For over a decade, The Yes Men (Andy Bichlbaum and Mike Bonanno) have been engaged in an extended campaign of covert activism that is part performance, part satire and part fifth-column insurgency. In many cases, they do this through a sort of satire-by-agreement, posing as corporate executives and expressing ideas that are only slight exaggerations of their targets’ stated positions. In the process, they’ve managed to sell some truly ridiculous ideas to their audiences of industry insiders, including an algorithm for assessing when it’s desirable to trade human life for corporate gain (The Golden Skeleton program) and the SurvivaBall, a cumbersome portable cocoon designed to help the super-rich weather a major environmental collapse. In this interview, we spoke with Mike Bonnano of The Yes Men about their history, their thoughts on art and activism, and their current and future plans.
By Jeff Edwards
Jeff Edwards - I’ve seen you described as culture jammers, performance artists and even gonzo journalists. How do you describe yourselves and what you do?

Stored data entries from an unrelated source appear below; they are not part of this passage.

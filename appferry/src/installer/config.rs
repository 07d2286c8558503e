//! Configuration for the install server.

use std::net::{IpAddr, Ipv4Addr};
use std::path::{Path, PathBuf};

/// Subject name the bundled certificate is issued for.
///
/// Resolves to the loopback address, so the device reaches the host through
/// its tunnel while still validating a real hostname.
pub const DEFAULT_SERVER_NAME: &str = "app.localhost.qaq.wiki";

/// Configuration for the install server and the certificate endpoint.
#[derive(Debug, Clone)]
pub struct InstallerConfig {
    /// Directory holding the PEM files.
    pub certificate_dir: PathBuf,

    /// File name of the server private key.
    pub key_file: String,

    /// File name of the leaf certificate (chain).
    pub cert_file: String,

    /// File name of the root CA certificate.
    pub root_ca_file: String,

    /// The single name the TLS endpoint answers for.
    pub server_name: String,

    /// Address to listen on.
    pub bind_addr: IpAddr,

    /// TLS port; `0` picks a free port.
    pub port: u16,

    /// Plaintext certificate endpoint port; `0` picks a free port.
    pub ca_port: u16,
}

impl Default for InstallerConfig {
    fn default() -> Self {
        Self {
            certificate_dir: dirs::home_dir()
                .unwrap_or_else(|| PathBuf::from("."))
                .join(".appferry")
                .join("certificates"),
            key_file: "server-key.pem".to_string(),
            cert_file: "server-cert.pem".to_string(),
            root_ca_file: "root-ca.pem".to_string(),
            server_name: DEFAULT_SERVER_NAME.to_string(),
            bind_addr: IpAddr::V4(Ipv4Addr::LOCALHOST),
            port: 0,
            ca_port: 0,
        }
    }
}

impl InstallerConfig {
    /// Create a configuration reading certificates from `dir`.
    pub fn new(dir: impl AsRef<Path>) -> Self {
        Self {
            certificate_dir: dir.as_ref().to_path_buf(),
            ..Default::default()
        }
    }

    pub fn with_server_name(mut self, name: impl Into<String>) -> Self {
        self.server_name = name.into();
        self
    }

    pub fn with_bind_addr(mut self, addr: IpAddr) -> Self {
        self.bind_addr = addr;
        self
    }

    pub fn with_port(mut self, port: u16) -> Self {
        self.port = port;
        self
    }

    pub fn with_ca_port(mut self, port: u16) -> Self {
        self.ca_port = port;
        self
    }

    pub fn key_path(&self) -> PathBuf {
        self.certificate_dir.join(&self.key_file)
    }

    pub fn cert_path(&self) -> PathBuf {
        self.certificate_dir.join(&self.cert_file)
    }

    pub fn root_ca_path(&self) -> PathBuf {
        self.certificate_dir.join(&self.root_ca_file)
    }
}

Mike Bonanno - We’re primarily activists, but we’re also storytellers. We try to tell stories as creatively as we can, and we provide journalists with excuses to write about issues that they care about.
J.E. - You’ve been at this since 1999. How did you get started? Did you fall into being The Yes Men, or did you have a plan from the beginning?
M.B. - We fell into it; it happened to us. We put up a fake website for the World Trade Organization, and it was supposed to be a satire. To our great surprise, people thought we really were the WTO, and we got invitations to attend conferences as the WTO, so we started doing it.